Reincarnation has an alternative explanation or the only explanation for genius, or someone who seems to have been born evil; or how good parents bringing up their children in the same way have one child who is angry and hateful and the other placid and kind. Science has and explanation and so to has Buddhism. Neither can be proved to be superior. But a Buddhist is able to see a cause and effect relationship between mental states and can come to terms with what has happened.
The belief in reincarnation has a whole host of benefits and no real drawbacks for those who believe in it and it doesn’t harm those who don’t. It can accommodate science and the modern world but adds something to ‘the reason to be moral’ or the reason why one should try to give up negative qualities and develop positive ones.
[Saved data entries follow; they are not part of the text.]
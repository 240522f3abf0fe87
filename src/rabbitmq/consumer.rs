use std::collections::{HashMap, VecDeque};
use std::future::Future;
use std::time::{Duration, Instant};

use chrono::{DateTime, Utc};
use futures::StreamExt;
use tokio::sync::watch;
use tokio_util::sync::CancellationToken;
use tracing::{debug, info, warn};
use uuid::Uuid;

use super::channel::{AmqpChannel, AmqpDelivery, DeliveryStream, MessageHeaders};
use super::client::RabbitMQClient;
use super::errors::MessagingError;
use super::options::ConsumeAction;
use super::proxy::RabbitMQConnectionProxy;
use super::topology::Topology;
use crate::common::errors::ClientError;
use crate::common::proxy::ConnectionProxy;

pub const DEFAULT_CONFIRMATION_FAILURE_CAPACITY: usize = 10_000;
pub const DEFAULT_CONFIRMATION_FAILURE_TTL: Duration = Duration::from_secs(600);

/// A delivery as seen by the user handler.
#[derive(Debug, Clone)]
pub struct ReceivedMessage {
    body: Vec<u8>,
    headers: MessageHeaders,
    message_id: Option<String>,
    redelivered: bool,
    received_at: DateTime<Utc>,
}

impl ReceivedMessage {
    fn from_delivery<D: AmqpDelivery>(delivery: &D) -> Self {
        Self {
            body: delivery.body().to_vec(),
            headers: delivery.headers(),
            message_id: delivery.message_id(),
            redelivered: delivery.redelivered(),
            received_at: Utc::now(),
        }
    }

    pub fn body(&self) -> &[u8] {
        &self.body
    }

    /// Body as text, `None` if it is not valid UTF-8.
    pub fn text(&self) -> Option<&str> {
        std::str::from_utf8(&self.body).ok()
    }

    pub fn headers(&self) -> &MessageHeaders {
        &self.headers
    }

    pub fn message_id(&self) -> Option<&str> {
        self.message_id.as_deref()
    }

    pub fn redelivered(&self) -> bool {
        self.redelivered
    }

    pub fn received_at(&self) -> DateTime<Utc> {
        self.received_at
    }
}

struct FailureRecord {
    action: ConsumeAction,
    recorded_at: Instant,
    seq: u64,
}

/// Messages whose handler ran but whose acknowledgement failed, keyed by
/// message id. Bounded by `capacity` (oldest evicted first) and `ttl`.
struct ConfirmationFailures {
    records: HashMap<String, FailureRecord>,
    order: VecDeque<(u64, String)>,
    next_seq: u64,
    capacity: usize,
    ttl: Duration,
}

impl ConfirmationFailures {
    fn new(capacity: usize, ttl: Duration) -> Self {
        Self {
            records: HashMap::new(),
            order: VecDeque::new(),
            next_seq: 0,
            capacity: capacity.max(1),
            ttl,
        }
    }

    fn len(&self) -> usize {
        self.records.len()
    }

    fn get(&mut self, message_id: &str) -> Option<ConsumeAction> {
        self.purge(Instant::now());
        self.records.get(message_id).map(|record| record.action)
    }

    fn record(&mut self, message_id: String, action: ConsumeAction) {
        let now = Instant::now();
        self.purge(now);

        while self.records.len() >= self.capacity && !self.records.contains_key(&message_id) {
            match self.order.pop_front() {
                Some((seq, oldest)) => {
                    if self.records.get(&oldest).is_some_and(|r| r.seq == seq) {
                        self.records.remove(&oldest);
                        warn!(message_id = %oldest, "Confirmation failure evicted, a redelivery will be handled again");
                    }
                }
                None => break,
            }
        }

        let seq = self.next_seq;
        self.next_seq += 1;
        self.order.push_back((seq, message_id.clone()));
        self.records.insert(
            message_id,
            FailureRecord {
                action,
                recorded_at: now,
                seq,
            },
        );
    }

    fn remove(&mut self, message_id: &str) {
        self.records.remove(message_id);
    }

    fn purge(&mut self, now: Instant) {
        while let Some((seq, id)) = self.order.front() {
            let expired = match self.records.get(id) {
                Some(record) if record.seq == *seq => {
                    if now.duration_since(record.recorded_at) < self.ttl {
                        break;
                    }
                    true
                }
                _ => false,
            };
            if expired {
                debug!(message_id = %id, "Confirmation failure expired");
                self.records.remove(id.as_str());
            }
            self.order.pop_front();
        }
    }
}

async fn acknowledge<D: AmqpDelivery>(delivery: &D, action: ConsumeAction) -> Result<(), D::Error> {
    match action {
        ConsumeAction::Accept => delivery.ack().await,
        ConsumeAction::Requeue => delivery.requeue().await,
        ConsumeAction::Reject => delivery.reject().await,
    }
}

/// Consumes one queue and settles every delivery with the action returned
/// by the handler.
///
/// When settling fails after the handler ran, the action is remembered by
/// message id; the broker's redelivery of that message only retries the
/// action and never reaches the handler again.
pub struct Consumer<P: ConnectionProxy = RabbitMQConnectionProxy> {
    client: RabbitMQClient<P>,
    topology: Option<Topology<P>>,
    failure_capacity: usize,
    failure_ttl: Duration,
}

impl<P> Consumer<P>
where
    P: ConnectionProxy,
    P::Connection: AmqpChannel<Error = P::Error>,
{
    pub fn new(client: RabbitMQClient<P>) -> Self {
        Self {
            client,
            topology: None,
            failure_capacity: DEFAULT_CONFIRMATION_FAILURE_CAPACITY,
            failure_ttl: DEFAULT_CONFIRMATION_FAILURE_TTL,
        }
    }

    /// Redeclares `topology` before reopening deliveries after a reconnect.
    pub fn with_topology(mut self, topology: Topology<P>) -> Self {
        self.topology = Some(topology);
        self
    }

    pub fn with_confirmation_failure_limits(mut self, capacity: usize, ttl: Duration) -> Self {
        self.failure_capacity = capacity;
        self.failure_ttl = ttl;
        self
    }

    /// Blocks until `ctx` is canceled, reopening the delivery stream
    /// whenever the connection is reset. Returns an error only when the
    /// broker refuses to consume from `queue`.
    pub async fn consuming<F, Fut>(
        &self,
        ctx: &CancellationToken,
        queue: &str,
        mut handler: F,
    ) -> Result<(), MessagingError<P::Error>>
    where
        F: FnMut(ReceivedMessage) -> Fut + Send,
        Fut: Future<Output = ConsumeAction> + Send,
    {
        let mut failures = ConfirmationFailures::new(self.failure_capacity, self.failure_ttl);
        let mut reconnected = self.client.subscribe_reconnected();
        if let Some(receiver) = reconnected.as_mut() {
            drop(receiver.borrow_and_update());
        }

        let result = self
            .consume_loop(ctx, queue, &mut handler, &mut failures, &mut reconnected)
            .await;

        // a later call must not inherit the old channel's delivery stream
        self.client.renew_connection().await;
        info!(queue, pending_confirmations = failures.len(), "Consumer stopped");
        result
    }

    async fn consume_loop<F, Fut>(
        &self,
        ctx: &CancellationToken,
        queue: &str,
        handler: &mut F,
        failures: &mut ConfirmationFailures,
        reconnected: &mut Option<watch::Receiver<u64>>,
    ) -> Result<(), MessagingError<P::Error>>
    where
        F: FnMut(ReceivedMessage) -> Fut + Send,
        Fut: Future<Output = ConsumeAction> + Send,
    {
        loop {
            let opened = tokio::select! {
                biased;
                _ = ctx.cancelled() => return Ok(()),
                opened = self.wait_for_deliveries(queue, reconnected) => opened,
            };
            let (channel, mut deliveries) = match opened {
                Ok(opened) => opened,
                Err(err) if err.is_canceled() => return Ok(()),
                Err(err) => return Err(err),
            };
            info!(queue, "Consuming deliveries");

            loop {
                let next = tokio::select! {
                    biased;
                    _ = ctx.cancelled() => {
                        if let Err(err) = channel.close_channel().await {
                            debug!(queue, error = %err, "Closing consumer channel failed");
                        }
                        return Ok(());
                    }
                    next = deliveries.next() => next,
                };

                match next {
                    Some(Ok(delivery)) => self.handle_delivery(delivery, handler, failures).await,
                    Some(Err(err)) => {
                        warn!(queue, error = %err, "Delivery stream failed, reopening");
                        break;
                    }
                    None => {
                        warn!(queue, "Delivery stream closed, reopening");
                        break;
                    }
                }
            }

            self.client.notify_network_failure();
        }
    }

    /// Opens a delivery stream, retrying through outages until it succeeds
    /// or the broker refuses the queue.
    async fn wait_for_deliveries(
        &self,
        queue: &str,
        reconnected: &mut Option<watch::Receiver<u64>>,
    ) -> Result<(P::Connection, DeliveryStream<<P::Connection as AmqpChannel>::Delivery, P::Error>), MessagingError<P::Error>> {
        let mut redeclared = false;
        loop {
            if let Err(err) = self.redeclare_after_reconnect(reconnected).await {
                if err.is_timeout() {
                    debug!(queue, "Still waiting to redeclare topology");
                    continue;
                }
                return Err(err);
            }

            let consumer_tag = format!("{queue}-{}", Uuid::new_v4());
            let consumer_tag = consumer_tag.as_str();
            let opened = self
                .client
                .execute_closure(self.client.read_timeout(), move |channel| async move {
                    let deliveries = channel.consume(queue, consumer_tag).await?;
                    Ok((channel, deliveries))
                })
                .await;

            match opened {
                Ok(opened) => return Ok(opened),
                Err(ClientError::OperationTimeout) => {
                    debug!(queue, "Still waiting for deliveries");
                }
                // the queue may have vanished with the old connection
                Err(ClientError::Operation(err)) if !redeclared && self.topology.is_some() => {
                    debug!(queue, error = %err, "Consume refused, redeclaring topology");
                    redeclared = true;
                    if let Some(topology) = &self.topology {
                        topology.redeclare().await?;
                    }
                }
                Err(err) => return Err(err.into()),
            }
        }
    }

    async fn redeclare_after_reconnect(
        &self,
        reconnected: &mut Option<watch::Receiver<u64>>,
    ) -> Result<(), MessagingError<P::Error>> {
        let (Some(topology), Some(receiver)) = (&self.topology, reconnected.as_mut()) else {
            return Ok(());
        };
        if !receiver.has_changed().unwrap_or(false) {
            return Ok(());
        }

        topology.redeclare().await?;
        drop(receiver.borrow_and_update());
        Ok(())
    }

    async fn handle_delivery<D, F, Fut>(&self, delivery: D, handler: &mut F, failures: &mut ConfirmationFailures)
    where
        D: AmqpDelivery,
        F: FnMut(ReceivedMessage) -> Fut + Send,
        Fut: Future<Output = ConsumeAction> + Send,
    {
        let message = ReceivedMessage::from_delivery(&delivery);
        let message_id = message.message_id().map(str::to_string);

        if let Some(id) = message_id.as_deref() {
            if let Some(action) = failures.get(id) {
                debug!(message_id = id, ?action, "Retrying recorded confirmation");
                match acknowledge(&delivery, action).await {
                    Ok(()) => failures.remove(id),
                    Err(err) => warn!(message_id = id, error = %err, "Confirmation retry failed"),
                }
                return;
            }
        }

        let action = handler(message).await;
        if let Err(err) = acknowledge(&delivery, action).await {
            match message_id {
                Some(id) => {
                    warn!(message_id = %id, ?action, error = %err, "Confirmation failed, recorded for retry");
                    failures.record(id, action);
                }
                None => warn!(?action, error = %err, "Confirmation failed for a message without id"),
            }
        }
    }
}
The logical reason is that we cannot find anything that ceases to exist we just imagine that life and mind which are existent become at death non-existent even though science has not found anything that ceases to exist and ignores consciousness as an emergent phenomena.
The Buddha gave at least 84,000 different teaching and in there is a refutation of all types of philosophy every aspect of human life is covered and at deeper levels all is refuted.. a starting point for Zen but some think that doubts can only be removed if one understands the main points using conventional language and not just the esoteric and beyond words approach. There are many many levels of how to understand reincarnation one is called ‘empty dependent origination’ ( a bit like the matrix idea) so your reply setanta is a generic response to a Wikipedia idea of Buddhism. You think you can laugh at it but it's like laughing at special relativity or the standard model after having read a page or two from both. In 2500 yrs countless millions have scrutanized the Buddha's teaching and then followed them this is no blind faith religion it might appear so at a superficial glance but it is not.
I have things to do today so if there are spelling mistakes etc… let me know if you can’t work out what I was trying to say.. what I’ve said has taken about 30 mins… so it is to be expected.